* **SUPPLIED RECORDS**:
□ □ □
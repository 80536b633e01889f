//! HTTP client for API communication.

use anyhow::{bail, Context, Result};
use reqwest::header::{HeaderMap, HeaderValue, AUTHORIZATION, CONTENT_TYPE};
use reqwest::Url;
use serde::{de::DeserializeOwned, Deserialize, Serialize};
use tracing::debug;

use crate::config::{Config, Credentials};
use crate::error::CliError;

/// Thin JSON client for the placement API.
///
/// Routes are given as path segments; each segment is percent-encoded, so
/// ids containing `/`, `?` or `#` stay inside their segment.
#[derive(Debug, Clone)]
pub struct ApiClient {
    client: reqwest::Client,
    base_url: Url,
}

impl ApiClient {
    /// Every request carries the stored bearer token, if there is one.
    pub fn new(config: &Config, credentials: Option<&Credentials>) -> Result<Self> {
        let mut headers = HeaderMap::new();
        headers.insert(CONTENT_TYPE, HeaderValue::from_static("application/json"));

        if let Some(creds) = credentials {
            headers.insert(
                AUTHORIZATION,
                HeaderValue::from_str(&format!("Bearer {}", creds.token))
                    .context("Stored token contains characters not allowed in a header")?,
            );
        }

        let base_url = Url::parse(config.api_url())
            .with_context(|| format!("Invalid API URL {:?}", config.api_url()))?;
        if base_url.cannot_be_a_base() {
            bail!("API URL {base_url} cannot carry a path");
        }

        let client = reqwest::Client::builder()
            .default_headers(headers)
            .build()
            .context("Building HTTP client")?;

        Ok(Self { client, base_url })
    }

    fn url(&self, segments: &[&str]) -> Url {
        let mut url = self.base_url.clone();
        if let Ok(mut path) = url.path_segments_mut() {
            path.pop_if_empty().extend(segments);
        }
        url
    }

    /// Send a request; non-2xx responses become `CliError`s.
    async fn send(&self, request: reqwest::RequestBuilder) -> Result<reqwest::Response, CliError> {
        let response = request.send().await?;
        if response.status().is_success() {
            Ok(response)
        } else {
            Err(api_error(response).await)
        }
    }

    pub async fn get<T: DeserializeOwned>(&self, segments: &[&str]) -> Result<T, CliError> {
        self.get_with_query(segments, &[]).await
    }

    pub async fn get_with_query<T: DeserializeOwned>(
        &self,
        segments: &[&str],
        query: &[(&str, String)],
    ) -> Result<T, CliError> {
        let url = self.url(segments);
        debug!(url = %url, "GET");
        let response = self.send(self.client.get(url).query(query)).await?;
        decode(response).await
    }

    pub async fn post<T: DeserializeOwned, B: Serialize>(
        &self,
        segments: &[&str],
        body: &B,
    ) -> Result<T, CliError> {
        let url = self.url(segments);
        debug!(url = %url, "POST");
        let response = self.send(self.client.post(url).json(body)).await?;
        decode(response).await
    }

    /// POST where the success body may be empty or not JSON at all.
    pub async fn post_lenient<B: Serialize>(
        &self,
        segments: &[&str],
        body: &B,
    ) -> Result<Option<serde_json::Value>, CliError> {
        let url = self.url(segments);
        debug!(url = %url, "POST");
        let response = self.send(self.client.post(url).json(body)).await?;
        let text = response.text().await?;
        Ok(serde_json::from_str(&text).ok())
    }
}

async fn decode<T: DeserializeOwned>(response: reqwest::Response) -> Result<T, CliError> {
    let url = response.url().path().to_string();
    response
        .json()
        .await
        .with_context(|| format!("Unexpected response body from {url}"))
        .map_err(CliError::Other)
}

/// Error statuses keep the server's own message, 401 included.
async fn api_error(response: reqwest::Response) -> CliError {
    let status = response.status();
    let body: ApiErrorResponse = response.json().await.unwrap_or_default();
    let message = body
        .message
        .or_else(|| status.canonical_reason().map(str::to_string))
        .unwrap_or_else(|| format!("HTTP {}", status.as_u16()));
    CliError::api(status.as_u16(), body.code, message, body.request_id)
}

/// API error response structure.
#[derive(Debug, Default, Deserialize)]
struct ApiErrorResponse {
    #[serde(default)]
    code: Option<String>,
    #[serde(default, alias = "error")]
    message: Option<String>,
    #[serde(default, alias = "requestId")]
    request_id: Option<String>,
}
□ □ □
* **WORK TASK**:
Please output, exactly, the lines of the listing from the one containing "#[derive(Debug, Default, Deserialize)]" through the last, inclusive, and no other lines.

* **RESPONSE TO THE EXERCISE**:
#[derive(Debug, Default, Deserialize)]
struct ApiErrorResponse {
    #[serde(default)]
    code: Option<String>,
    #[serde(default, alias = "error")]
    message: Option<String>,
    #[serde(default, alias = "requestId")]
    request_id: Option<String>,
}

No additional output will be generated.